With a schema created, you can create a dataset within the dataset group. Note, this does not load the data yet. This will happen a few steps later.

In [None]:
dataset_type = "INTERACTIONS"
create_dataset_response = personalize.create_dataset(
    name = "p13n-ml100k-interaction",
    datasetType = dataset_type,
    datasetGroupArn = dataset_group_arn,
    schemaArn = schema_arn
)

interactions_dataset_arn = create_dataset_response['datasetArn']
print(json.dumps(create_dataset_response, indent=2))

In [None]:
def add_genres(fields, genres): 
    for g in genres: 
        genre_attr = {
          "name": g ,
          "type": [
            "null",
            "int"
          ],
          "categorical": True
        }
    fields.append(genre_attr)
    
    
fields = [
    {
      "name": "ITEM_ID",
      "type": "string"
    },
    {
      "name": "CREATION_TIMESTAMP",
      "type": "long"
}]


add_genres(fields, genres)

items_schema = {
  "type": "record",
  "name": "Items",
  "namespace": "com.amazonaws.personalize.schema",
  "fields": fields,  
  "version": "1.0"
}

create_schema_response = personalize.create_schema(
    name = "p13n-ml100k-items-{}".format(prj_suffix),
    schema = json.dumps(items_schema)
)

item_schema_arn = create_schema_response['schemaArn']


In [None]:
dataset_type = "ITEMS"
create_dataset_response = personalize.create_dataset(
    name = "p13n-ml100k-items",
    datasetType = dataset_type,
    datasetGroupArn = dataset_group_arn,
    schemaArn = item_schema_arn
)

items_dataset_arn = create_dataset_response['datasetArn']
print(json.dumps(create_dataset_response, indent=2))

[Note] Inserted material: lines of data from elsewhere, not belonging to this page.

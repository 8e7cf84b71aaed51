//! Connect/disconnect actions and their text encoding.
//!
//! Actions travel as underscore-separated tokens:
//!
//! ```text
//! connect_M1_P2_M3_P4_O1      unit 1 socket P2 takes unit 3 plug P4, orientation O1
//! disconnect_M1_P2            free unit 1 socket P2
//! connect_M1_P2_M0_P0_O1      unit 1 socket P2 takes the control unit
//! connect_C_O1_M1_P2          same, legacy control form
//! disconnect_C_M1_P2          free unit 1 socket P2 if it holds the control unit
//! ```

use std::fmt;
use std::str::FromStr;

use serde::{Deserialize, Serialize};
use thiserror::Error;

use crate::topology::{check_unit, Link};
use crate::{Connection, Orientation, PortId, PortKey, PortLayout, UnitId};

/// A single requested change to the robot's topology.
#[derive(Debug, Clone, Copy, PartialEq, Eq, Hash, PartialOrd, Ord, Serialize, Deserialize)]
#[serde(tag = "kind", rename_all = "snake_case")]
pub enum Action {
    /// Plug `target`'s male `target_port` into `unit`'s female `port`.
    Connect {
        unit: UnitId,
        port: PortId,
        target: UnitId,
        target_port: PortId,
        orientation: Orientation,
    },
    /// Free `unit`'s female `port`, whatever it holds.
    Disconnect { unit: UnitId, port: PortId },
    /// Plug the control unit into `unit`'s female `port`.
    ConnectControl {
        unit: UnitId,
        port: PortId,
        orientation: Orientation,
    },
    /// Free `unit`'s female `port` if it holds the control unit.
    DisconnectControl { unit: UnitId, port: PortId },
}

/// Reason an action or link can never be valid for a given robot.
#[derive(Debug, Clone, Copy, PartialEq, Eq, Error)]
pub enum Violation {
    #[error("unit {unit} is outside M1..=M{units}")]
    UnitOutOfRange { unit: UnitId, units: u8 },

    #[error("{port} is not a female port")]
    NotFemale { port: PortId },

    #[error("{port} is not a male port")]
    NotMale { port: PortId },

    #[error("{unit} cannot connect to itself")]
    SelfConnection { unit: UnitId },

    #[error("orientation {orientation} does not exist")]
    UnknownOrientation { orientation: Orientation },

    #[error("control unit only mates through P0, not {port}")]
    ControlPort { port: PortId },
}

/// Errors produced while parsing action text.
#[derive(Debug, Clone, PartialEq, Eq, Error)]
pub enum ActionParseError {
    #[error("empty action")]
    Empty,

    #[error("unknown action verb '{verb}'")]
    UnknownVerb { verb: String },

    #[error("'{text}' has the wrong number of tokens for {verb}")]
    WrongArity { verb: &'static str, text: String },

    #[error("expected {expected} token, found '{token}'")]
    BadToken {
        token: String,
        expected: &'static str,
    },
}

impl Action {
    /// The female socket this action targets.
    pub fn key(&self) -> PortKey {
        match *self {
            Action::Connect { unit, port, .. }
            | Action::Disconnect { unit, port }
            | Action::ConnectControl { unit, port, .. }
            | Action::DisconnectControl { unit, port } => PortKey::new(unit, port),
        }
    }

    /// Whether this action adds a connection.
    pub fn is_connect(&self) -> bool {
        matches!(self, Action::Connect { .. } | Action::ConnectControl { .. })
    }

    /// Check the action against a robot of `units` units with `layout` ports.
    pub fn validate(&self, units: u8, layout: &PortLayout) -> Result<(), Violation> {
        match *self {
            Action::Connect {
                unit,
                port,
                target,
                target_port,
                orientation,
            } => Link::new(
                PortKey::new(unit, port),
                Connection::new(target, target_port, orientation),
            )
            .validate(units, layout),
            Action::ConnectControl {
                unit,
                port,
                orientation,
            } => Link::new(PortKey::new(unit, port), Connection::control(orientation))
                .validate(units, layout),
            Action::Disconnect { unit, port } | Action::DisconnectControl { unit, port } => {
                check_unit(unit, units)?;
                if layout.is_female(port) {
                    Ok(())
                } else {
                    Err(Violation::NotFemale { port })
                }
            }
        }
    }
}

impl fmt::Display for Action {
    fn fmt(&self, f: &mut fmt::Formatter<'_>) -> fmt::Result {
        match self {
            Action::Connect {
                unit,
                port,
                target,
                target_port,
                orientation,
            } => write!(
                f,
                "connect_{}_{}_{}_{}_{}",
                unit, port, target, target_port, orientation
            ),
            Action::Disconnect { unit, port } => write!(f, "disconnect_{}_{}", unit, port),
            Action::ConnectControl {
                unit,
                port,
                orientation,
            } => write!(
                f,
                "connect_{}_{}_{}_{}_{}",
                unit,
                port,
                UnitId::CONTROL,
                PortId::CONTROL,
                orientation
            ),
            Action::DisconnectControl { unit, port } => {
                write!(f, "disconnect_C_{}_{}", unit, port)
            }
        }
    }
}

fn numbered(token: &str, prefix: char, expected: &'static str) -> Result<u8, ActionParseError> {
    token
        .strip_prefix(prefix)
        .and_then(|digits| digits.parse().ok())
        .ok_or_else(|| ActionParseError::BadToken {
            token: token.to_string(),
            expected,
        })
}

fn unit(token: &str) -> Result<UnitId, ActionParseError> {
    numbered(token, 'M', "unit (M<n>)").map(UnitId)
}

fn port(token: &str) -> Result<PortId, ActionParseError> {
    numbered(token, 'P', "port (P<n>)").map(PortId)
}

fn orientation(token: &str) -> Result<Orientation, ActionParseError> {
    numbered(token, 'O', "orientation (O<n>)").map(Orientation)
}

impl FromStr for Action {
    type Err = ActionParseError;

    fn from_str(s: &str) -> Result<Self, Self::Err> {
        let text = s.trim();
        if text.is_empty() {
            return Err(ActionParseError::Empty);
        }
        let tokens: Vec<&str> = text.split('_').collect();

        match tokens.as_slice() {
            ["connect", "C", o, m, p] => Ok(Action::ConnectControl {
                unit: unit(m)?,
                port: port(p)?,
                orientation: orientation(o)?,
            }),
            ["connect", m, p, t, tp, o] => {
                let (target, target_port) = (unit(t)?, port(tp)?);
                if target.is_control() && target_port == PortId::CONTROL {
                    Ok(Action::ConnectControl {
                        unit: unit(m)?,
                        port: port(p)?,
                        orientation: orientation(o)?,
                    })
                } else {
                    Ok(Action::Connect {
                        unit: unit(m)?,
                        port: port(p)?,
                        target,
                        target_port,
                        orientation: orientation(o)?,
                    })
                }
            }
            ["disconnect", "C", m, p] => Ok(Action::DisconnectControl {
                unit: unit(m)?,
                port: port(p)?,
            }),
            ["disconnect", m, p] => Ok(Action::Disconnect {
                unit: unit(m)?,
                port: port(p)?,
            }),
            ["connect", ..] => Err(ActionParseError::WrongArity {
                verb: "connect",
                text: text.to_string(),
            }),
            ["disconnect", ..] => Err(ActionParseError::WrongArity {
                verb: "disconnect",
                text: text.to_string(),
            }),
            [verb, ..] => Err(ActionParseError::UnknownVerb {
                verb: verb.to_string(),
            }),
            [] => Err(ActionParseError::Empty),
        }
    }
}

#[cfg(test)]
mod tests {
    use super::*;

    #[test]
    fn test_parse_connect() {
        let action: Action = "connect_M1_P2_M3_P4_O2".parse().unwrap();
        assert_eq!(
            action,
            Action::Connect {
                unit: UnitId(1),
                port: PortId(2),
                target: UnitId(3),
                target_port: PortId(4),
                orientation: Orientation::O2,
            }
        );
        assert_eq!(action.to_string(), "connect_M1_P2_M3_P4_O2");
    }

    #[test]
    fn test_parse_control_forms() {
        let expected = Action::ConnectControl {
            unit: UnitId(2),
            port: PortId(3),
            orientation: Orientation::O1,
        };
        assert_eq!("connect_M2_P3_M0_P0_O1".parse::<Action>().unwrap(), expected);
        assert_eq!("connect_C_O1_M2_P3".parse::<Action>().unwrap(), expected);
        assert_eq!(expected.to_string(), "connect_M2_P3_M0_P0_O1");

        let disconnect: Action = "disconnect_C_M2_P3".parse().unwrap();
        assert_eq!(
            disconnect,
            Action::DisconnectControl {
                unit: UnitId(2),
                port: PortId(3)
            }
        );
        assert_eq!(disconnect.to_string(), "disconnect_C_M2_P3");
    }

    #[test]
    fn test_parse_disconnect_with_whitespace() {
        let action: Action = "  disconnect_M3_P1\n".parse().unwrap();
        assert_eq!(
            action,
            Action::Disconnect {
                unit: UnitId(3),
                port: PortId(1)
            }
        );
    }

    #[test]
    fn test_parse_errors() {
        assert_eq!("".parse::<Action>(), Err(ActionParseError::Empty));
        assert!(matches!(
            "flip_M1".parse::<Action>(),
            Err(ActionParseError::UnknownVerb { .. })
        ));
        assert!(matches!(
            "connect_M1_P2".parse::<Action>(),
            Err(ActionParseError::WrongArity { verb: "connect", .. })
        ));
        assert!(matches!(
            "disconnect_X1_P2".parse::<Action>(),
            Err(ActionParseError::BadToken { .. })
        ));
        assert!(matches!(
            "connect_M1_P2_M3_P4_Ox".parse::<Action>(),
            Err(ActionParseError::BadToken { .. })
        ));
    }

    #[test]
    fn test_validate_actions() {
        let layout = PortLayout::default();
        let ok: Action = "connect_M1_P1_M2_P4_O1".parse().unwrap();
        assert!(ok.validate(3, &layout).is_ok());

        let self_loop: Action = "connect_M3_P3_M3_P4_O1".parse().unwrap();
        assert_eq!(
            self_loop.validate(3, &layout),
            Err(Violation::SelfConnection { unit: UnitId(3) })
        );

        let bad_disconnect: Action = "disconnect_M1_P5".parse().unwrap();
        assert_eq!(
            bad_disconnect.validate(3, &layout),
            Err(Violation::NotFemale { port: PortId(5) })
        );

        let control: Action = "connect_M1_P1_M0_P0_O2".parse().unwrap();
        assert!(control.validate(1, &layout).is_ok());

        let to_control_plug: Action = "connect_M1_P1_M0_P4_O1".parse().unwrap();
        assert!(to_control_plug.validate(3, &layout).is_err());
    }

    #[test]
    fn test_serde_tagged() {
        let action = Action::Disconnect {
            unit: UnitId(1),
            port: PortId(2),
        };
        let json = serde_json::to_string(&action).unwrap();
        assert_eq!(json, r#"{"kind":"disconnect","unit":1,"port":2}"#);
    }
}
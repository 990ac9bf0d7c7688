//! The link nodes shared by every structure in this crate, and the rules for handling them.
//!
//! A node moves through four states:
//!
//! 1. **exclusive**: just allocated, reachable only through the raw pointer its allocator holds.
//!    Any field may be written.
//! 2. **shared**: published by a successful CAS into a head, tail or `next` word. From now on
//!    only `next` may be touched by anyone, and only atomically. The payload belongs to whichever
//!    thread wins the CAS which unlinks (stack) or promotes (queue) the node.
//! 3. **unlinked**: removed from the reachable set by a successful CAS. Threads which read the
//!    pointer before the unlink may still dereference `next`, so the node goes to a
//!    [crate::reclaim::Reclaim] strategy (or, in the tagged stack, a free list) instead of the
//!    allocator.
//! 4. **freed**: only once the reclaimer proves no such reader remains.
//!
//! Dropping a node never drops its payload. Payloads leave a node exactly once, through
//! [Node::take_value], and structures drain themselves through their own pop path.

use alloc::boxed::Box;
use core::mem::MaybeUninit;
use core::ptr;

use crate::sync::{AtomicPtr, UnsafeCell};

pub(crate) struct Node<T> {
    /// Uninitialized in a queue sentinel, in a node whose payload was taken, and in a node waiting
    /// on the tagged stack's free list.
    value: UnsafeCell<MaybeUninit<T>>,
    pub(crate) next: AtomicPtr<Node<T>>,
}

impl<T> Node<T> {
    /// Allocate a node holding `value` with an empty `next`.
    pub(crate) fn allocate(value: T) -> *mut Node<T> {
        Box::into_raw(Box::new(Node {
            value: UnsafeCell::new(MaybeUninit::new(value)),
            next: AtomicPtr::new(ptr::null_mut()),
        }))
    }

    /// Allocate a node which holds no payload.
    pub(crate) fn allocate_empty() -> *mut Node<T> {
        Box::into_raw(Box::new(Node {
            value: UnsafeCell::new(MaybeUninit::uninit()),
            next: AtomicPtr::new(ptr::null_mut()),
        }))
    }

    /// Borrow the `next` word of a node which may be shared.
    ///
    /// # Safety
    /// `node` must be non-null and must not have been freed; a guard of the owning structure's
    /// reclaimer must be held for the lifetime of the returned reference.
    pub(crate) unsafe fn next<'a>(node: *const Node<T>) -> &'a AtomicPtr<Node<T>> {
        &*ptr::addr_of!((*node).next)
    }

    /// Move the payload out of a node.
    ///
    /// # Safety
    /// The payload must be initialized and the caller must be the unique winner of the CAS which
    /// made it the payload's consumer. The payload is left logically uninitialized.
    pub(crate) unsafe fn take_value(node: *const Node<T>) -> T {
        (*ptr::addr_of!((*node).value))
            .with(|slot: *const MaybeUninit<T>| slot.read().assume_init())
    }

    /// Store a payload into a node which is exclusively owned by the caller but may still be read
    /// (through `next` only) by stale threads.
    ///
    /// # Safety
    /// The caller must own the node exclusively, and the previous payload, if any, must have
    /// already been taken.
    pub(crate) unsafe fn write_value(node: *const Node<T>, value: T) {
        (*ptr::addr_of!((*node).value))
            .with_mut(|slot: *mut MaybeUninit<T>| slot.write(MaybeUninit::new(value)));
    }

    /// Return a node's memory to the allocator without touching its payload.
    ///
    /// # Safety
    /// `node` must come from [Node::allocate] or [Node::allocate_empty], must be unreachable by
    /// every other thread, and must not be freed twice.
    pub(crate) unsafe fn free(node: *mut Node<T>) {
        drop(Box::from_raw(node));
    }
}
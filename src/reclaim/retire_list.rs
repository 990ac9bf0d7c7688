use alloc::boxed::Box;
use core::fmt;
use core::ptr;

use tracing::{debug, trace};

use super::Reclaim;
use crate::sync::{cas_retry_hint, AtomicPtr, AtomicUsize, Ordering};

/// A retired node whose type has been erased so nodes of any structure can share one list.
struct Retired {
    address: *mut u8,
    free: unsafe fn(*mut u8),
    next: *mut Retired,
}

unsafe fn free_erased<T>(address: *mut u8) {
    drop(Box::from_raw(address as *mut T));
}

/// Reclamation which never frees a node while the owning structure may be shared.
///
/// Retired nodes are pushed onto a lock-free list and stay allocated until
/// [Reclaim::quiesce] or `Drop`, both of which require exclusive access. No address is ever
/// reused while a stale reader could observe it, so this is always correct; the price is that
/// memory grows with the number of unlinks between quiescent points.
pub struct RetireList {
    head: AtomicPtr<Retired>,
    pending: AtomicUsize,
}

// SAFETY: the records are only ever reached through `head`, and only freed with `&mut self`.
unsafe impl Send for RetireList {}
unsafe impl Sync for RetireList {}

impl RetireList {
    pub fn new() -> Self {
        Self {
            head: AtomicPtr::new(ptr::null_mut()),
            pending: AtomicUsize::new(0),
        }
    }

    /// The number of nodes retired since the last quiescent point.
    pub fn pending(&self) -> usize {
        self.pending.load(Ordering::Acquire)
    }
}

impl Default for RetireList {
    fn default() -> Self {
        Self::new()
    }
}

unsafe impl Reclaim for RetireList {
    type Guard = ();

    fn pin(&self) {}

    unsafe fn retire<T>(&self, _guard: &(), node: *mut T) {
        let record: *mut Retired = Box::into_raw(Box::new(Retired {
            address: node as *mut u8,
            free: free_erased::<T>,
            next: ptr::null_mut(),
        }));

        loop {
            let head: *mut Retired = self.head.load(Ordering::Relaxed);
            (*record).next = head;
            if self
                .head
                .compare_exchange(head, record, Ordering::Release, Ordering::Relaxed)
                .is_ok()
            {
                break;
            }
            cas_retry_hint();
        }
        let pending: usize = self.pending.fetch_add(1, Ordering::AcqRel) + 1;
        trace!(node = ?node, pending, "retired node");
    }

    fn quiesce(&mut self) {
        let mut current: *mut Retired = self.head.swap(ptr::null_mut(), Ordering::Acquire);
        let mut freed: usize = 0;
        while !current.is_null() {
            // SAFETY: `&mut self` means no other thread can be pushing or reading, and each
            // record was produced by `Box::into_raw` in `retire`.
            let record: Box<Retired> = unsafe { Box::from_raw(current) };
            unsafe { (record.free)(record.address) };
            current = record.next;
            freed += 1;
        }
        self.pending.store(0, Ordering::Release);
        if freed > 0 {
            debug!(freed, "freed retired nodes");
        }
    }
}

impl Drop for RetireList {
    fn drop(&mut self) {
        self.quiesce();
    }
}

impl fmt::Debug for RetireList {
    fn fmt(&self, f: &mut fmt::Formatter<'_>) -> fmt::Result {
        f.debug_struct("RetireList")
            .field("pending", &self.pending())
            .finish()
    }
}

## Configure an S3 bucket and an IAM  role <a class="anchor" id="bucket_role"></a>
[Back to top](#top)

So far, we have downloaded, manipulated, and saved the data onto the Amazon EBS instance attached to instance running this Jupyter notebook. However, Amazon Personalize will need an S3 bucket to act as the source of your data, as well as IAM roles for accessing that bucket. Let's set all of that up.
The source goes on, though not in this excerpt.